E, para lá deste efeito, há ainda que apontar um terceiro custo, porventura mais erosivo, e de recuperação mais lenta, que é o que se associa à desconfiança e ao descrédito que se instala junto das entidades sobre as quais recaem suspeitas da presença de corrupção, nomeadamente quando essas suspeitas são objeto de mediatização ou de algum tipo de divulgação pública. Este efeito de desconfiança tem sido apontado por muitos autores como o mais perverso de todos os que estão associados à corrupção.

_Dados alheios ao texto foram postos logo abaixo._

//! Scripted leaves shared by the unit tests.

use std::collections::VecDeque;
use std::sync::{Arc, Mutex, PoisonError};

use crate::{Behavior, Status};

#[derive(Default)]
struct ProbeState {
    ticks: u32,
    terminations: Vec<Status>,
}

/// Observation handle for a [`ScriptedLeaf`] that has been boxed into a
/// composite and can no longer be inspected directly.
#[derive(Clone)]
pub(crate) struct Probe(Arc<Mutex<ProbeState>>);

impl Probe {
    /// Number of times the leaf's `update` ran.
    pub fn ticks(&self) -> u32 {
        self.0.lock().unwrap_or_else(PoisonError::into_inner).ticks
    }

    /// Every status the leaf was terminated with, in order.
    pub fn terminations(&self) -> Vec<Status> {
        self.0
            .lock()
            .unwrap_or_else(PoisonError::into_inner)
            .terminations
            .clone()
    }
}

/// Leaf that replays a fixed status script, repeating the last entry once
/// the script is exhausted.
pub(crate) struct ScriptedLeaf {
    name: String,
    status: Status,
    script: VecDeque<Status>,
    last: Status,
    probe: Arc<Mutex<ProbeState>>,
}

impl ScriptedLeaf {
    pub fn repeating(name: &str, status: Status) -> (Self, Probe) {
        Self::scripted(name, vec![status])
    }

    pub fn scripted(name: &str, script: Vec<Status>) -> (Self, Probe) {
        assert!(!script.is_empty(), "script must not be empty");
        let last = *script.last().unwrap();
        let state = Arc::new(Mutex::new(ProbeState::default()));
        let leaf = Self {
            name: name.to_owned(),
            status: Status::Invalid,
            script: script.into(),
            last,
            probe: Arc::clone(&state),
        };
        (leaf, Probe(state))
    }
}

impl Behavior for ScriptedLeaf {
    fn name(&self) -> &str {
        &self.name
    }

    fn status(&self) -> Status {
        self.status
    }

    fn status_mut(&mut self) -> &mut Status {
        &mut self.status
    }

    fn update(&mut self) -> Status {
        let mut state = self.probe.lock().unwrap_or_else(PoisonError::into_inner);
        state.ticks += 1;
        self.script.pop_front().unwrap_or(self.last)
    }

    fn terminate(&mut self, new_status: Status) {
        let mut state = self.probe.lock().unwrap_or_else(PoisonError::into_inner);
        state.terminations.push(new_status);
    }
}
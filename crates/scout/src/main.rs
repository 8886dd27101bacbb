//! Scout binary: a simulated scan robot driven by a reactive behavior tree.
//!
//! Composition root wiring four pieces together:
//! 1. The behavior tree (built in [`tree`]) ticking on a dedicated
//!    blocking thread at a fixed period
//! 2. Simulated hardware: the rotation controller and LED strip
//! 3. The stdin dashboard feeding button presses and battery readings
//! 4. Shutdown: Ctrl-C (or `quit`) stops the tick loop, which interrupts
//!    the tree and cancels any outstanding rotation before exit

mod adapters;
mod config;
mod dashboard;
mod led;
mod rotate;
mod tree;

use std::time::Duration;

use anyhow::Result;
use behavior_tree::{BehaviorTree, Blackboard};
use tokio::sync::{mpsc, watch};

use crate::config::ScoutConfig;
use crate::led::LedCommand;
use crate::rotate::RotateServer;
use crate::tree::Topics;

#[tokio::main]
async fn main() -> Result<()> {
    dotenvy::dotenv().ok();
    tracing_subscriber::fmt()
        .with_env_filter(
            tracing_subscriber::EnvFilter::from_default_env()
                .add_directive(tracing::Level::INFO.into()),
        )
        .with_writer(std::io::stderr)
        .init();

    let config = ScoutConfig::from_env();
    tracing::info!(?config, "starting scout");

    let blackboard = Blackboard::new();
    let (scan_tx, scan_events) = mpsc::unbounded_channel();
    let (battery_tx, battery) = watch::channel(100.0);
    let (led_tx, led_rx) = watch::channel(LedCommand::Off);
    let rotate = RotateServer::new(Duration::from_millis(config.rotate_duration_ms));

    let root = tree::create_root(
        &blackboard,
        Topics {
            scan_events,
            battery,
            led: led_tx,
        },
        rotate,
        &config,
    );
    let mut tree = BehaviorTree::new(root);
    if let Err(error) = tree.setup(Duration::from_secs(config.setup_timeout_secs)) {
        tracing::error!(%error, "failed to set up the tree, aborting");
        std::process::exit(1);
    }
    let shutdown = tree.shutdown_handle();

    tokio::spawn(dashboard::run(scan_tx, battery_tx, shutdown.clone()));
    tokio::spawn(led_strip(led_rx));

    let period = Duration::from_millis(config.tick_period_ms);
    let ticker = tokio::task::spawn_blocking(move || tree.tick_tock(period));

    tokio::select! {
        signal = tokio::signal::ctrl_c() => {
            signal?;
            tracing::info!("interrupt received");
            shutdown.request();
        }
        // `quit` on the dashboard stops the loop without a signal.
        _ = async {
            while !shutdown.is_requested() {
                tokio::time::sleep(Duration::from_millis(100)).await;
            }
        } => {}
    }

    ticker.await?;
    tracing::info!("scout stopped");
    Ok(())
}

/// Logs LED strip state changes, standing in for the hardware.
async fn led_strip(mut commands: watch::Receiver<LedCommand>) {
    while commands.changed().await.is_ok() {
        let command = commands.borrow_and_update().clone();
        match command {
            LedCommand::Off => tracing::info!("led strip off"),
            LedCommand::Flashing(colour) => tracing::info!(%colour, "led strip flashing"),
        }
    }
}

Efetivamente a confiança será um dos fatores maior importantes para a edificação e manutenção da coesão social. Sem confiança, será difícil acreditar em relações sociais e institucionais consistente e duradouras. E este valor importante, esta espécie de elo social, que é a confiança e a credibilidade, vai-se construindo, sedimentando e reforçando em permanência por todos os que a evidenciam nas suas relações sociais. Mas por vezes bastará “apenas” a ocorrência de um ato de fraude e corrupção praticado por uma pessoa dentro de uma organização, para que todo esse esforço coletivo de confiança e credibilidade sofra uma redução aos olhos dos cidadãos – afinal naquela determinada instituição existem pessoas que são capazes de praticar atos de fraude e corrupção.
E na realidade nenhuma instituição está livre destas possibilidades e de todos estes efeitos, na medida em que em qualquer uma podem exercer funções pessoas com perfis de integridade menos adequados para essas responsabilidades.
O cidadão e o seu superior interesse justificam, por todas as razões, que os gestores do Estado e das organizações que lhe dão forma (entidades políticas e do universo administrativo) cuidem de acautelar e garantir uma gestão adequada e de qualidade para o exercício das funções para as quais foram efetivamente criadas.
E o cidadão, organizado através da sociedade civil, não está desobrigado de exigir mais e melhor qualidade da ação do Estado e dos organismos públicos. Deve contribuir ativamente nesse sentido, mostrando indignação e intransigência sobre os casos que se vão conhecendo, e apresentando sobretudo propostas que possam contribuir para um controlo mais eficaz do problema e para a melhoria do funcionamento das próprias organizações.
Afinal, como qualquer vítima de um outro crime, é o seu interesse que está em causa.